Home

Appendix

Application Icon   Building Your Database

Now that we've discussed the philosophy and core elements of DEVONthink, let's discuss actually making one.

Choosing the type of database

As you've read, a database is the core element you work with in DEVONthink — the place where you store, organize, find, and access your documents. But not every database has the same purpose or requires the same level of privacy and control. So DEVONthink offers several types of databases from which to choose.

Database (unencrypted): The most commonly used type, an unencrypted database is used for any purpose, from personal to professional. Easily created and able to grow as large as needed (and your internal disk space allows), these are the core type used by many people. The file extension in the Finder is .dtBase2.

Encrypted Databases: If you have databases containing sensitive or private information you want to lock away when not in use, create an encrypted database. This is specialized AES-256 encrypted disk image with a file extension of .dtSparse when closed. The mounted disk will not appear in the Finder's sidebar or on your desktop when it's open. To further enhance security, quitting DEVONthink or closing the database unmounts the disk, again locking its contents away. This means you are always required to enter the password to access it. To help visually identify it, an encrypted database will display a key property icon to the right of the database's name in the Navigate sidebar.
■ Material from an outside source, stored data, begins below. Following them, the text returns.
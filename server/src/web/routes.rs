// quinta_server/src/web/routes.rs

use actix_web::web;
use quinta::CartKind;

use crate::web::handlers::{
  account_handlers, advisor_handlers, cart_handlers, category_handlers, employee_handlers, finance_handlers,
  product_handlers, session_handlers, user_handlers,
};

async fn health_check_handler() -> actix_web::HttpResponse {
  actix_web::HttpResponse::Ok().json(serde_json::json!({ "status": "ok" }))
}

/// Cart routes shared by the storefront and the till.
fn cart_scope(path: &str, kind: CartKind) -> actix_web::Scope {
  web::scope(path)
    .app_data(web::Data::new(kind))
    .service(
      web::resource("")
        .route(web::get().to(cart_handlers::get_cart_handler))
        .route(web::post().to(cart_handlers::add_to_cart_handler))
        .route(web::delete().to(cart_handlers::clear_cart_handler)),
    )
    .route("/checkout", web::post().to(cart_handlers::checkout_handler))
    .service(
      web::resource("/{product_id}")
        .route(web::patch().to(cart_handlers::update_quantity_handler))
        .route(web::delete().to(cart_handlers::remove_from_cart_handler)),
    )
}

fn admin_scope() -> actix_web::Scope {
  web::scope("/admin")
    .route("/dashboard", web::get().to(finance_handlers::dashboard_handler))
    .service(
      web::scope("/products")
        .route("", web::post().to(product_handlers::create_product_handler))
        .service(
          web::resource("/{product_id}")
            .route(web::put().to(product_handlers::update_product_handler))
            .route(web::delete().to(product_handlers::delete_product_handler)),
        ),
    )
    .service(
      web::scope("/finance")
        .route("/summary", web::get().to(finance_handlers::finance_summary_handler))
        .route("/transactions", web::get().to(finance_handlers::list_transactions_handler)),
    )
    .service(
      web::scope("/categories")
        .service(
          web::resource("/{kind}")
            .route(web::get().to(category_handlers::list_categories_handler))
            .route(web::post().to(category_handlers::add_category_handler)),
        )
        .service(
          web::resource("/{kind}/{name}")
            .route(web::put().to(category_handlers::rename_category_handler))
            .route(web::delete().to(category_handlers::delete_category_handler)),
        ),
    )
    .service(
      web::scope("/employees")
        .service(
          web::resource("")
            .route(web::get().to(employee_handlers::list_employees_handler))
            .route(web::post().to(employee_handlers::hire_employee_handler)),
        )
        .route("/payroll/cycle", web::post().to(employee_handlers::open_payroll_cycle_handler))
        .service(
          web::resource("/{employee_id}")
            .route(web::put().to(employee_handlers::update_employee_handler))
            .route(web::delete().to(employee_handlers::dismiss_employee_handler)),
        )
        .route("/{employee_id}/pay", web::post().to(employee_handlers::pay_salary_handler))
        .route(
          "/{employee_id}/documents",
          web::post().to(employee_handlers::attach_document_handler),
        ),
    )
    .service(
      web::scope("/users")
        .service(
          web::resource("")
            .route(web::get().to(user_handlers::list_users_handler))
            .route(web::post().to(user_handlers::create_user_handler)),
        )
        .service(
          web::resource("/{user_id}")
            .route(web::put().to(user_handlers::update_user_handler))
            .route(web::delete().to(user_handlers::delete_user_handler)),
        ),
    )
    .service(
      web::scope("/accounts")
        .service(
          web::resource("")
            .route(web::get().to(account_handlers::list_accounts_handler))
            .route(web::post().to(account_handlers::open_account_handler)),
        )
        .service(
          web::resource("/{account_id}")
            .route(web::put().to(account_handlers::update_account_handler))
            .route(web::delete().to(account_handlers::close_account_handler)),
        )
        .route(
          "/{account_id}/movements",
          web::post().to(account_handlers::post_movement_handler),
        ),
    )
}

// Called from `main.rs` and from the handler tests.
pub fn configure_app_routes(cfg: &mut web::ServiceConfig) {
  cfg.service(
    web::scope("/api/v1")
      .route("/health", web::get().to(health_check_handler))
      .route("/sessions", web::post().to(session_handlers::create_session_handler))
      .route("/sessions/{session_id}", web::delete().to(session_handlers::close_session_handler))
      .service(
        web::scope("/products")
          .route("", web::get().to(product_handlers::list_products_handler))
          .route("/{product_id}", web::get().to(product_handlers::get_product_handler)),
      )
      .service(cart_scope("/cart", CartKind::Storefront))
      .service(cart_scope("/pos", CartKind::PointOfSale))
      .service(admin_scope())
      .route("/advisor", web::post().to(advisor_handlers::advisor_handler)),
  );
}

#[cfg(test)]
mod tests {
  use super::*;
  use crate::config::AppConfig;
  use crate::state::{AppState, Store};
  use actix_web::{http::StatusCode, test, App};
  use quinta::{MemoryStore, OfflineAdvisor, SharedStorefront, Storefront, StorefrontConfig};
  use serde_json::{json, Value};
  use std::sync::Arc;

  const ADMIN: (&str, &str) = ("X-Acting-User", "1");

  fn app_state() -> AppState {
    let store: Store = Box::new(MemoryStore::new());
    let storefront = Storefront::open(store, StorefrontConfig::default()).unwrap();
    AppState::new(
      SharedStorefront::new(storefront),
      Arc::new(OfflineAdvisor),
      Arc::new(AppConfig::default()),
    )
  }

  macro_rules! init_app {
    ($state:expr) => {
      test::init_service(
        App::new()
          .app_data(web::Data::new($state))
          .configure(configure_app_routes),
      )
      .await
    };
  }

  macro_rules! open_session {
    ($app:expr) => {{
      let req = test::TestRequest::post().uri("/api/v1/sessions").to_request();
      let body: Value = test::call_and_read_body_json(&$app, req).await;
      body["sessionId"].as_str().unwrap().to_string()
    }};
  }

  #[actix_rt::test]
  async fn health_check_answers_ok() {
    let app = init_app!(app_state());
    let req = test::TestRequest::get().uri("/api/v1/health").to_request();
    let body: Value = test::call_and_read_body_json(&app, req).await;
    assert_eq!(body["status"], "ok");
  }

  #[actix_rt::test]
  async fn storefront_checkout_flow_settles_cart_and_stock() {
    let app = init_app!(app_state());
    let session = open_session!(app);

    let req = test::TestRequest::post()
      .uri("/api/v1/cart")
      .insert_header(("X-Session-ID", session.as_str()))
      .set_json(json!({ "productId": 2 }))
      .to_request();
    assert_eq!(test::call_service(&app, req).await.status(), StatusCode::OK);

    let req = test::TestRequest::patch()
      .uri("/api/v1/cart/2")
      .insert_header(("X-Session-ID", session.as_str()))
      .set_json(json!({ "delta": 2 }))
      .to_request();
    let body: Value = test::call_and_read_body_json(&app, req).await;
    assert_eq!(body["cart"]["itemCount"], 3);

    let req = test::TestRequest::post()
      .uri("/api/v1/cart/checkout")
      .insert_header(("X-Session-ID", session.as_str()))
      .to_request();
    let resp = test::call_service(&app, req).await;
    assert_eq!(resp.status(), StatusCode::CREATED);
    let body: Value = test::read_body_json(resp).await;
    assert_eq!(body["invoice"]["totalCents"], 34_500_000);

    let req = test::TestRequest::get().uri("/api/v1/products/2").to_request();
    let body: Value = test::call_and_read_body_json(&app, req).await;
    assert_eq!(body["product"]["stock"], 22);

    let req = test::TestRequest::get()
      .uri("/api/v1/cart")
      .insert_header(("X-Session-ID", session.as_str()))
      .to_request();
    let body: Value = test::call_and_read_body_json(&app, req).await;
    assert_eq!(body["cart"]["itemCount"], 0);
  }

  #[actix_rt::test]
  async fn closed_session_is_not_found() {
    let app = init_app!(app_state());
    let session = open_session!(app);

    let req = test::TestRequest::delete()
      .uri(&format!("/api/v1/sessions/{}", session))
      .to_request();
    assert_eq!(test::call_service(&app, req).await.status(), StatusCode::OK);

    let req = test::TestRequest::get()
      .uri("/api/v1/cart")
      .insert_header(("X-Session-ID", session.as_str()))
      .to_request();
    assert_eq!(test::call_service(&app, req).await.status(), StatusCode::NOT_FOUND);

    let req = test::TestRequest::delete()
      .uri(&format!("/api/v1/sessions/{}", session))
      .to_request();
    assert_eq!(test::call_service(&app, req).await.status(), StatusCode::NOT_FOUND);
  }

  #[actix_rt::test]
  async fn cart_requires_session_header() {
    let app = init_app!(app_state());
    let req = test::TestRequest::get().uri("/api/v1/cart").to_request();
    assert_eq!(test::call_service(&app, req).await.status(), StatusCode::BAD_REQUEST);
  }

  #[actix_rt::test]
  async fn oversell_is_rejected_with_conflict() {
    let app = init_app!(app_state());
    let session = open_session!(app);

    let req = test::TestRequest::post()
      .uri("/api/v1/cart")
      .insert_header(("X-Session-ID", session.as_str()))
      .set_json(json!({ "productId": 1 }))
      .to_request();
    test::call_service(&app, req).await;
    let req = test::TestRequest::patch()
      .uri("/api/v1/cart/1")
      .insert_header(("X-Session-ID", session.as_str()))
      .set_json(json!({ "delta": 20 }))
      .to_request();
    test::call_service(&app, req).await;

    let req = test::TestRequest::post()
      .uri("/api/v1/cart/checkout")
      .insert_header(("X-Session-ID", session.as_str()))
      .to_request();
    let resp = test::call_service(&app, req).await;
    assert_eq!(resp.status(), StatusCode::CONFLICT);
    let body: Value = test::read_body_json(resp).await;
    assert_eq!(body["available"], 10);
  }

  #[actix_rt::test]
  async fn point_of_sale_needs_cashier_permission() {
    let app = init_app!(app_state());
    let session = open_session!(app);

    let req = test::TestRequest::get()
      .uri("/api/v1/pos")
      .insert_header(("X-Session-ID", session.as_str()))
      .to_request();
    assert_eq!(test::call_service(&app, req).await.status(), StatusCode::UNAUTHORIZED);

    let req = test::TestRequest::post()
      .uri("/api/v1/pos")
      .insert_header(("X-Session-ID", session.as_str()))
      .insert_header(ADMIN)
      .set_json(json!({ "productId": 4 }))
      .to_request();
    assert_eq!(test::call_service(&app, req).await.status(), StatusCode::OK);

    let req = test::TestRequest::post()
      .uri("/api/v1/pos/checkout")
      .insert_header(("X-Session-ID", session.as_str()))
      .insert_header(ADMIN)
      .to_request();
    let resp = test::call_service(&app, req).await;
    assert_eq!(resp.status(), StatusCode::CREATED);


    let req = test::TestRequest::get()
      .uri("/api/v1/admin/finance/transactions")
      .insert_header(ADMIN)
      .to_request();
    let body: Value = test::call_and_read_body_json(&app, req).await;
    assert_eq!(body["transactions"].as_array().unwrap().len(), 1);
    assert_eq!(body["transactions"][0]["description"], "Venda POS");
  }

  #[actix_rt::test]
  async fn unknown_user_is_forbidden_from_admin_routes() {
    let app = init_app!(app_state());
    let req = test::TestRequest::get()
      .uri("/api/v1/admin/dashboard")
      .insert_header(("X-Acting-User", "999"))
      .to_request();
    assert_eq!(test::call_service(&app, req).await.status(), StatusCode::FORBIDDEN);
  }

  #[actix_rt::test]
  async fn unconfirmed_product_delete_is_declined() {
    let app = init_app!(app_state());
    let req = test::TestRequest::delete()
      .uri("/api/v1/admin/products/3?confirm=false")
      .insert_header(ADMIN)
      .to_request();
    assert_eq!(test::call_service(&app, req).await.status(), StatusCode::CONFLICT);

    let req = test::TestRequest::delete()
      .uri("/api/v1/admin/products/3?confirm=true")
      .insert_header(ADMIN)
      .to_request();
    assert_eq!(test::call_service(&app, req).await.status(), StatusCode::OK);

    let req = test::TestRequest::get().uri("/api/v1/products/3").to_request();
    assert_eq!(test::call_service(&app, req).await.status(), StatusCode::NOT_FOUND);
  }

  #[actix_rt::test]
  async fn admin_cannot_delete_itself() {
    let app = init_app!(app_state());
    let req = test::TestRequest::delete()
      .uri("/api/v1/admin/users/1?confirm=true")
      .insert_header(ADMIN)
      .to_request();
    assert_eq!(test::call_service(&app, req).await.status(), StatusCode::FORBIDDEN);
  }

  #[actix_rt::test]
  async fn category_rename_cascades_to_products() {
    let app = init_app!(app_state());
    let req = test::TestRequest::put()
      .uri("/api/v1/admin/categories/product/Equipamentos")
      .insert_header(ADMIN)
      .set_json(json!({ "newName": "Equipamento" }))
      .to_request();
    let resp = test::call_service(&app, req).await;
    assert_eq!(resp.status(), StatusCode::OK);

    let req = test::TestRequest::get().uri("/api/v1/products?category=Equipamento").to_request();
    let body: Value = test::call_and_read_body_json(&app, req).await;
    assert!(!body["products"].as_array().unwrap().is_empty());
  }

  #[actix_rt::test]
  async fn payroll_pays_once_per_cycle() {
    let app = init_app!(app_state());
    let req = test::TestRequest::post()
      .uri("/api/v1/admin/employees")
      .insert_header(ADMIN)
      .set_json(json!({
          "name": "Ana Lopes",
          "role": "Tratadora",
          "salaryCents": 15_000_000,
          "category": "Produção"
      }))
      .to_request();
    let resp = test::call_service(&app, req).await;
    assert_eq!(resp.status(), StatusCode::CREATED);
    let body: Value = test::read_body_json(resp).await;
    let id = body["employee"]["id"].as_u64().unwrap();

    let pay_uri = format!("/api/v1/admin/employees/{}/pay", id);
    let req = test::TestRequest::post().uri(&pay_uri).insert_header(ADMIN).to_request();
    assert_eq!(test::call_service(&app, req).await.status(), StatusCode::CREATED);
    let req = test::TestRequest::post().uri(&pay_uri).insert_header(ADMIN).to_request();
    assert_eq!(test::call_service(&app, req).await.status(), StatusCode::CONFLICT);
  }

  #[actix_rt::test]
  async fn advisor_falls_back_when_offline() {
    let app = init_app!(app_state());
    let req = test::TestRequest::post()
      .uri("/api/v1/advisor")
      .set_json(json!({ "message": "Que ração para pintos?" }))
      .to_request();
    let body: Value = test::call_and_read_body_json(&app, req).await;
    assert_eq!(body["reply"], quinta::advisor::CONNECTION_FALLBACK);
  }
}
Audit-Proof Database: If you have mandatory requirements to store documents that can't be edited, e.g., for tax or legal reasons, an audit-proof database fulfills this goal. Audit-proof databases are archival and intended to be compliant with legal or financial standards. They are not working databases, but ones in which you store and "lock away" important documents. As such, they are inherently very limited in what you can do with them.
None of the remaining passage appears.